Combatir la Depresión. Sindrome depresivo. Sintomas

La depresión mental es uno de los síntomas más frecuentes en psiquiatría y puede observarse prácticamente en todas las enfermedades físicas y mentales, pero desde un punto de vista psiquiátrico es común referirse con este término a un verdadero síndrome depresivo que es por sí mismo una entidad patológica independiente.


Desde las formas más ligeras, que pueden considerarse una reacción emocional normal a sucesos o circunstancias que parecen justificar el estado de ánimo del enfermo, hasta las formas francamente patológicas y delirantes, como la melancolía, existe toda una gama de situaciones depresivas de diferente intensidad y matices.
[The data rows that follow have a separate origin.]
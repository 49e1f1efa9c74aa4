// ABOUTME: Pure scoring and derivation algorithms for the session and metrics engine
// ABOUTME: Form score mapping and smoothing, macro target derivation, and decimal rounding
//
// SPDX-License-Identifier: MIT OR Apache-2.0
// Copyright (c) 2025 Athletix Contributors

//! # Intelligence Module
//!
//! Stateless algorithms with no storage access. The database managers call into these
//! so every formula can be unit-tested on its own.

/// Classification label to score mapping and rolling form score smoothing
pub mod form_score;
/// Calorie target and goal to protein/carb/fat gram targets
pub mod macro_targets;
/// Fixed-decimal rounding shared by the score and macro formulas
pub mod rounding;

pub use form_score::{
    fold_form_scores, overall_form_score, repetition_score, score_for_label, smooth_form_score,
};
pub use macro_targets::{derive_macros, goal_for_update, MacroSplit};
pub use rounding::round_to_decimals;
// ABOUTME: Transaction management with RAII guards and bounded retry for units of work
// ABOUTME: Rolls back on drop and retries lost updates and lock contention with backoff
//
// SPDX-License-Identifier: MIT OR Apache-2.0
// Copyright (c) 2025 Athletix Contributors

//! Transaction management with RAII guards and retry patterns
//!
//! - `TransactionGuard`: wraps a `SQLx` transaction and rolls it back unless committed
//! - `retry_transaction`: re-runs a whole unit of work after a retryable failure
//!
//! Every multi-step engine operation (log append + score update, deactivate + insert,
//! close + roll-up) runs as one guarded transaction, so a failure after partial progress
//! leaves no trace. Retrying re-executes the closure from `begin()` onwards:
//!
//! ```text
//! retry_transaction(|| async {
//!     let mut guard = TransactionGuard::new(pool.begin().await?);
//!     sqlx::query("UPDATE ...").execute(guard.executor()?).await?;
//!     sqlx::query("INSERT ...").execute(guard.executor()?).await?;
//!     guard.commit().await
//! }, max_retries).await
//! ```

use std::future::Future;
use std::time::Duration;

use athletix_core::constants::defaults::TRANSACTION_BACKOFF_BASE_MS;
use athletix_core::errors::{AppError, AppResult, ErrorCode};
use sqlx::{Database, Transaction};
use tokio::time::sleep;
use tracing::{debug, error, warn};

/// Retry a unit of work after a retryable failure
///
/// Retryable failures are optimistic version conflicts (`ConcurrencyConflict`) and
/// transient storage contention (`SQLite` "database is locked"/busy, timeouts).
/// Anything else (not found, invalid input, constraint violations) is returned at once.
///
/// Backoff doubles per attempt starting from 20ms.
///
/// # Errors
///
/// Returns the last error once `max_attempts` attempts have failed, or the first
/// non-retryable error
pub async fn retry_transaction<F, Fut, T>(mut f: F, max_attempts: u32) -> AppResult<T>
where
    F: FnMut() -> Fut,
    Fut: Future<Output = AppResult<T>>,
{
    let mut attempts = 0_u32;
    loop {
        match f().await {
            Ok(result) => return Ok(result),
            Err(e) => {
                attempts += 1;
                if !is_retryable(&e) {
                    debug!(attempts, error = %e, "Unit of work failed with non-retryable error");
                    return Err(e);
                }
                if attempts >= max_attempts {
                    error!(
                        attempts,
                        max_attempts,
                        error = %e,
                        "Unit of work failed after max retries"
                    );
                    return Err(e);
                }

                let backoff_ms = TRANSACTION_BACKOFF_BASE_MS * (1_u64 << attempts.min(10));
                warn!(
                    attempt = attempts,
                    max_attempts,
                    backoff_ms,
                    error = %e,
                    "Unit of work failed with retryable error, retrying after backoff"
                );
                sleep(Duration::from_millis(backoff_ms)).await;
            }
        }
    }
}

/// Check whether a failed unit of work may be retried
#[must_use]
pub fn is_retryable(error: &AppError) -> bool {
    if error.is_retryable() {
        return true;
    }
    if error.code != ErrorCode::DatabaseError {
        return false;
    }
    is_transient_storage_error(&error.message)
}

/// Transient storage contention: lock waits, busy handlers, timeouts
fn is_transient_storage_error(message: &str) -> bool {
    let lower = message.to_lowercase();

    if lower.contains("constraint") {
        return false;
    }

    lower.contains("database is locked")
        || lower.contains("locked")
        || lower.contains("busy")
        || lower.contains("deadlock")
        || lower.contains("timeout")
        || lower.contains("timed out")
}

/// RAII guard for database transactions ensuring automatic rollback on drop
///
/// If an error is propagated with `?` before `commit()`, the guard is dropped and
/// `SQLx` rolls the transaction back.
pub struct TransactionGuard<'c, DB: Database> {
    transaction: Option<Transaction<'c, DB>>,
    committed: bool,
}

impl<'c, DB: Database> TransactionGuard<'c, DB> {
    /// Create a new transaction guard from an existing `SQLx` transaction
    #[must_use]
    pub fn new(transaction: Transaction<'c, DB>) -> Self {
        debug!("TransactionGuard created - transaction will auto-rollback if not committed");
        Self {
            transaction: Some(transaction),
            committed: false,
        }
    }

    /// Commit the transaction and consume the guard
    ///
    /// # Errors
    ///
    /// Returns an error if the transaction was already consumed or the commit fails
    pub async fn commit(mut self) -> AppResult<()> {
        match self.transaction.take() {
            Some(tx) => {
                tx.commit()
                    .await
                    .map_err(|e| AppError::database(format!("Transaction commit failed: {e}")))?;
                self.committed = true;
                debug!("TransactionGuard committed successfully");
                Ok(())
            }
            None => Err(AppError::internal(
                "Transaction already consumed - cannot commit",
            )),
        }
    }

    /// Explicitly roll back the transaction and consume the guard
    ///
    /// # Errors
    ///
    /// Returns an error if the transaction was already consumed or the rollback fails
    pub async fn rollback(mut self) -> AppResult<()> {
        match self.transaction.take() {
            Some(tx) => {
                tx.rollback()
                    .await
                    .map_err(|e| AppError::database(format!("Transaction rollback failed: {e}")))?;
                debug!("TransactionGuard rolled back explicitly");
                Ok(())
            }
            None => Err(AppError::internal(
                "Transaction already consumed - cannot rollback",
            )),
        }
    }

    /// Check if the transaction has been committed
    #[must_use]
    pub const fn is_committed(&self) -> bool {
        self.committed
    }

    /// Connection to execute queries on inside the transaction
    ///
    /// # Errors
    ///
    /// Returns an error if the guard was used after commit or rollback
    pub fn executor(&mut self) -> AppResult<&mut <DB as Database>::Connection> {
        self.transaction.as_deref_mut().ok_or_else(|| {
            AppError::internal("Transaction already consumed - guard used after commit/rollback")
        })
    }
}

impl<DB: Database> Drop for TransactionGuard<'_, DB> {
    fn drop(&mut self) {
        if self.transaction.is_some() && !self.committed {
            warn!(
                "TransactionGuard dropped without commit - transaction will be rolled back automatically"
            );
        }
    }
}

/// Type alias for `SQLite` transaction guard
pub type SqliteTransactionGuard<'c> = TransactionGuard<'c, sqlx::Sqlite>;

#[cfg(test)]
mod tests {
    use super::*;

    #[test]
    fn test_conflicts_and_lock_contention_are_retryable() {
        assert!(is_retryable(&AppError::concurrency_conflict("Session exercise")));
        assert!(is_retryable(&AppError::database(
            "error returned from database: (code: 5) database is locked"
        )));
        assert!(is_retryable(&AppError::database("pool timed out while waiting")));
    }

    #[test]
    fn test_logical_failures_are_not_retryable() {
        assert!(!is_retryable(&AppError::not_found("Workout session")));
        assert!(!is_retryable(&AppError::invalid_input("locked label")));
        assert!(!is_retryable(&AppError::database(
            "UNIQUE constraint failed: workout_plans.user_id"
        )));
        assert!(!is_retryable(&AppError::new(
            ErrorCode::SerializationError,
            "busy"
        )));
    }
}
En todo síndrome depresivo los síntomas se acompañan siempre de otros trastornos patológicos; así, la cefalalgia, la fatiga, la inapetencia y el estreñimiento están presentes en más de la mitad de los casos, y el insomnio es constante. Es frecuente que los enfermos deprimidos interpreten su depresión como el resultado, y no como la causa, de sus molestias orgánicas, las cuales comúnmente constituyen el objeto de la consulta médica. Los rasgos afectivos que caracterizan la depresión mental son una profunda tristeza, acompañada de ideas de desesperanza, indignidad y culpabilidad basadas muchas veces en remordimientos y escrúpulos por acciones realizadas años atrás y que, imparcialmente consideradas, carecen de importancia; en los casos más intensos hay una inhibición motora general y una dificultad para iniciativas de cualquier tipo, tanto en el plano psíquico como en el de la motilidad, que llega en ocasiones al estupor melancólico.

Las depresiones leves son frecuentes, en especial en la edad media de la vida, y pueden pasar inadvertidas durante mucho tiempo incluso al médico que asiste al paciente. Las depresiones más intensas tienen gran importancia por su tendencia a acompañarse de impulsos suicidas que obligan a menudo a una estrecha y constante vigilancia del enfermo.

El peligro de suicidio es mayor al principio del tratamiento, pues la inhibición motora cede antes que el ánimo depresivo, y el enfermo, que hasta entonces no había tenido suficiente iniciativa para llevar a la acción sus impulsos suicidas, puede hacerlo en esta fase de transición hacia la mejoría.

El capítulo de la farmacología de la depresión es uno de los que más han progresado en los últimos años, y actualmente se cuenta con gran número de fármacos que dan muy buenos resultados. Aunque su acción parece reducirse a disminuir la duración de la depresión, este resultado es ya muy apreciable si se tiene en cuenta el sufrimiento que ahorra al enfermo y a sus familiares, y el hecho de que el riesgo de suicidio, que sigue siendo importante, disminuye proporcionalmente a la reducción del tiempo que dure la enfermedad.

En los casos graves, en especial en la melancolía, siguen estando indicados los electrochoques, a pesar de ser un tratamiento empírico. El tratamiento psicoterápico o psicoanalítico es el ideal para los casos de depresión de tipo neurótico, que son los más frecuentes, puesto que es el único que se encamina a una reestructuración de la personalidad neurótica previa.

Desde el punto de vista psicodimámico la depresión es en todo comparable a la situación de duelo, con la diferencia de que éste es un estado de depresión transitorio y normal, producto de la elaboración psíquica de la pérdida de un ser querido, mientras que la depresión mental es un estado patológico ante una pérdida que muchas veces no es real, sino simbólica, y supone una incapacidad previa para enfrentar tales situaciones que tiene sus raíces en la deficiente elaboración de las situaciones infantiles de separación (nacimiento, destete, separación prematura de la madre, fallecimiento de ésta, o del padre, o de algún hermano, etcétera).